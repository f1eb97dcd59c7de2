//! Device inventory loaded from a CSV file with `hostname` and `switchip` columns.

use std::io::Read;
use std::path::Path;

use serde::Deserialize;
use tracing::{info, warn};

use crate::error::Result;

#[derive(Debug, Clone, PartialEq, Eq, Deserialize)]
pub struct InventoryDevice {
    pub hostname: String,
    /// Management address used to reach the RESTCONF endpoint
    #[serde(rename = "switchip")]
    pub management_address: String,
}

pub fn load_inventory(path: &Path) -> Result<Vec<InventoryDevice>> {
    let file = std::fs::File::open(path)?;
    let devices = parse_inventory(file)?;
    info!(path = %path.display(), devices = devices.len(), "Loaded inventory");
    Ok(devices)
}

/// Parse inventory rows in file order, skipping rows with a blank hostname or address.
pub fn parse_inventory<R: Read>(reader: R) -> Result<Vec<InventoryDevice>> {
    let mut reader = csv::ReaderBuilder::new().trim(csv::Trim::All).from_reader(reader);
    let mut devices = Vec::new();

    for (row, result) in reader.deserialize::<InventoryDevice>().enumerate() {
        let device = result?;
        if device.hostname.is_empty() || device.management_address.is_empty() {
            warn!(row = row + 1, "Skipping inventory row with empty hostname or switchip");
            continue;
        }
        devices.push(device);
    }

    Ok(devices)
}
//! Reading uploaded files into a [`Table`].

use std::io::Cursor;

use calamine::{Data, Reader, Xlsx};
use serde_json::Value;
use thiserror::Error;
use tracing::{debug, warn};

use crate::model::{CellValue, Table};

/// Upload formats, chosen by file extension
#[derive(Debug, Clone, Copy, PartialEq, Eq)]
pub enum FileFormat {
    Xlsx,
    Csv,
    Json,
}

impl FileFormat {
    pub fn all() -> &'static [FileFormat] {
        &[FileFormat::Xlsx, FileFormat::Csv, FileFormat::Json]
    }

    pub fn extension(&self) -> &'static str {
        match self {
            FileFormat::Xlsx => "xlsx",
            FileFormat::Csv => "csv",
            FileFormat::Json => "json",
        }
    }

    /// Detect the format from a file name, case-insensitively
    pub fn from_filename(filename: &str) -> Option<Self> {
        let (_, ext) = filename.rsplit_once('.')?;
        Self::all()
            .iter()
            .copied()
            .find(|f| f.extension().eq_ignore_ascii_case(ext))
    }
}

/// Errors raised while reading an uploaded file
#[derive(Debug, Error)]
pub enum ImportError {
    #[error("unsupported file format: {filename} (expected .xlsx, .csv or .json)")]
    UnsupportedFormat { filename: String },

    #[error("failed to parse CSV: {0}")]
    Csv(#[from] csv::Error),

    #[error("failed to parse JSON: {0}")]
    Json(#[from] serde_json::Error),

    #[error("failed to read workbook: {0}")]
    Xlsx(#[from] calamine::XlsxError),

    #[error("workbook has no worksheet")]
    NoWorksheet,

    #[error("file has no header row")]
    Empty,

    #[error("JSON input must be an array of objects")]
    NotRecords,
}

pub type Result<T> = std::result::Result<T, ImportError>;

/// Read an uploaded file, dispatching on its extension
pub fn read_table(filename: &str, bytes: &[u8]) -> Result<Table> {
    let format = FileFormat::from_filename(filename).ok_or_else(|| {
        warn!(filename, "rejected upload with unsupported extension");
        ImportError::UnsupportedFormat {
            filename: filename.to_string(),
        }
    })?;

    let table = match format {
        FileFormat::Xlsx => read_xlsx(bytes)?,
        FileFormat::Csv => read_csv(bytes)?,
        FileFormat::Json => read_json(bytes)?,
    };

    debug!(
        filename,
        rows = table.row_count(),
        columns = table.column_count(),
        "read table"
    );
    Ok(table)
}

/// CSV with a header row. A UTF-8 BOM is skipped and short rows are padded.
pub fn read_csv(bytes: &[u8]) -> Result<Table> {
    let bytes = bytes.strip_prefix(b"\xEF\xBB\xBF").unwrap_or(bytes);
    let mut reader = csv::ReaderBuilder::new()
        .has_headers(true)
        .flexible(true)
        .from_reader(bytes);

    let headers = reader.headers()?;
    if headers.is_empty() || headers.iter().all(str::is_empty) {
        return Err(ImportError::Empty);
    }
    let columns = header_names(headers.iter().map(String::from));

    let mut table = Table::new(columns);
    for record in reader.records() {
        let record = record?;
        table.push_row(record.iter().map(CellValue::infer).collect());
    }
    Ok(table)
}

/// A JSON array of objects. Columns are the union of keys in first-seen order.
pub fn read_json(bytes: &[u8]) -> Result<Table> {
    let value: Value = serde_json::from_slice(bytes)?;
    let Value::Array(records) = value else {
        return Err(ImportError::NotRecords);
    };

    let mut columns: Vec<String> = Vec::new();
    for record in &records {
        let Value::Object(map) = record else {
            return Err(ImportError::NotRecords);
        };
        for key in map.keys() {
            if !columns.contains(key) {
                columns.push(key.clone());
            }
        }
    }

    let mut table = Table::new(columns);
    for record in &records {
        if let Value::Object(map) = record {
            let row = table
                .columns
                .iter()
                .map(|c| map.get(c).map(json_cell).unwrap_or(CellValue::Empty))
                .collect();
            table.push_row(row);
        }
    }
    Ok(table)
}

/// Blank headers become `Unnamed: <i>`; repeated names get `.1`, `.2`, ... suffixes
pub fn header_names(raw: impl IntoIterator<Item = String>) -> Vec<String> {
    let mut columns: Vec<String> = Vec::new();
    for (i, name) in raw.into_iter().enumerate() {
        let name = if name.trim().is_empty() {
            format!("Unnamed: {}", i)
        } else {
            name
        };
        let mut candidate = name.clone();
        let mut suffix = 0;
        while columns.contains(&candidate) {
            suffix += 1;
            candidate = format!("{}.{}", name, suffix);
        }
        columns.push(candidate);
    }
    columns
}

fn json_cell(value: &Value) -> CellValue {
    match value {
        Value::Null => CellValue::Empty,
        Value::Bool(b) => CellValue::Bool(*b),
        Value::Number(n) => match n.as_i64() {
            Some(i) => CellValue::Int(i),
            None => n
                .as_f64()
                .map(CellValue::Float)
                .unwrap_or_else(|| CellValue::Text(n.to_string())),
        },
        Value::String(s) => CellValue::Text(s.clone()),
        nested => CellValue::Text(nested.to_string()),
    }
}

/// First worksheet of an XLSX workbook, first row as header
pub fn read_xlsx(bytes: &[u8]) -> Result<Table> {
    let mut workbook: Xlsx<_> = Xlsx::new(Cursor::new(bytes))?;
    let range = workbook
        .worksheet_range_at(0)
        .ok_or(ImportError::NoWorksheet)??;

    let mut rows = range.rows();
    let header = rows.next().ok_or(ImportError::Empty)?;
    let columns = header_names(header.iter().map(|cell| match xlsx_cell(cell) {
        CellValue::Empty => String::new(),
        value => value.to_string(),
    }));

    let mut table = Table::new(columns);
    for row in rows {
        table.push_row(row.iter().map(xlsx_cell).collect());
    }
    Ok(table)
}

fn xlsx_cell(cell: &Data) -> CellValue {
    match cell {
        Data::Empty => CellValue::Empty,
        Data::Bool(b) => CellValue::Bool(*b),
        Data::Int(i) => CellValue::Int(*i),
        // Whole numbers come back as floats from most writers
        Data::Float(f) if f.fract() == 0.0 && f.abs() < i64::MAX as f64 => CellValue::Int(*f as i64),
        Data::Float(f) => CellValue::Float(*f),
        Data::String(s) if s.is_empty() => CellValue::Empty,
        Data::String(s) => CellValue::Text(s.clone()),
        other => CellValue::Text(other.to_string()),
    }
}

#[cfg(test)]
mod tests {
    use super::*;

    #[test]
    fn test_format_detection() {
        assert_eq!(FileFormat::from_filename("data.XLSX"), Some(FileFormat::Xlsx));
        assert_eq!(FileFormat::from_filename("a.b.csv"), Some(FileFormat::Csv));
        assert_eq!(FileFormat::from_filename("records.json"), Some(FileFormat::Json));
        assert_eq!(FileFormat::from_filename("notes.txt"), None);
        assert_eq!(FileFormat::from_filename("no_extension"), None);
    }

    #[test]
    fn test_unsupported_extension() {
        let err = read_table("table.xls", b"").unwrap_err();
        assert!(matches!(err, ImportError::UnsupportedFormat { .. }));
    }

    #[test]
    fn test_read_csv() {
        let csv = "\u{feff}q,score,ok\n你好,3,true\n\"a, b\",2.5\n";
        let table = read_table("in.csv", csv.as_bytes()).unwrap();
        assert_eq!(table.columns, vec!["q", "score", "ok"]);
        assert_eq!(table.row_count(), 2);
        assert_eq!(table.rows[0][1], CellValue::Int(3));
        assert_eq!(table.rows[0][2], CellValue::Bool(true));
        assert_eq!(table.rows[1][0], CellValue::from("a, b"));
        assert_eq!(table.rows[1][2], CellValue::Empty);
    }

    #[test]
    fn test_header_names() {
        let raw = ["a", "a", "", "a.1", "a"].map(String::from);
        assert_eq!(
            header_names(raw),
            vec!["a", "a.1", "Unnamed: 2", "a.1.1", "a.2"]
        );
    }

    #[test]
    fn test_csv_duplicate_and_blank_headers() {
        let table = read_csv(b"a,a,\n1,2,3\n").unwrap();
        assert_eq!(table.columns, vec!["a", "a.1", "Unnamed: 2"]);
        assert_eq!(table.cell(0, "a"), Some(&CellValue::Int(1)));
        assert_eq!(table.cell(0, "a.1"), Some(&CellValue::Int(2)));
        assert_eq!(table.cell(0, "Unnamed: 2"), Some(&CellValue::Int(3)));
    }

    #[test]
    fn test_read_json_records() {
        let json = r#"[{"q": "一", "n": 1}, {"n": 2.5, "extra": null, "tags": ["x"]}]"#;
        let table = read_table("in.json", json.as_bytes()).unwrap();
        assert_eq!(table.columns, vec!["q", "n", "extra", "tags"]);
        assert_eq!(table.rows[0][0], CellValue::from("一"));
        assert_eq!(table.rows[1][0], CellValue::Empty);
        assert_eq!(table.rows[1][1], CellValue::Float(2.5));
        assert_eq!(table.rows[1][3], CellValue::from(r#"["x"]"#));
    }

    #[test]
    fn test_read_json_rejects_non_records() {
        assert!(matches!(read_json(b"{\"a\": 1}"), Err(ImportError::NotRecords)));
        assert!(matches!(read_json(b"[1, 2]"), Err(ImportError::NotRecords)));
        assert!(matches!(read_json(b"not json"), Err(ImportError::Json(_))));
    }

    #[test]
    fn test_read_xlsx_from_writer_output() {
        use rust_xlsxwriter::Workbook;

        let mut workbook = Workbook::new();
        let sheet = workbook.add_worksheet();
        sheet.write_string(0, 0, "q").unwrap();
        sheet.write_string(0, 1, "n").unwrap();
        sheet.write_string(1, 0, "问题").unwrap();
        sheet.write_number(1, 1, 4.0).unwrap();
        sheet.write_number(2, 1, 0.5).unwrap();
        let bytes = workbook.save_to_buffer().unwrap();

        let table = read_table("sheet.xlsx", &bytes).unwrap();
        assert_eq!(table.columns, vec!["q", "n"]);
        assert_eq!(table.rows[0], vec![CellValue::from("问题"), CellValue::Int(4)]);
        assert_eq!(table.rows[1], vec![CellValue::Empty, CellValue::Float(0.5)]);
    }
}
◆ ◆ ◆ ◆ ◆ ◆ ◆
Work instruction - Where does the word "collect" appear in the records? Copy every line that holds it.

Written answer -
        table.push_row(record.iter().map(CellValue::infer).collect());
                .collect();
        table.push_row(row.iter().map(xlsx_cell).collect());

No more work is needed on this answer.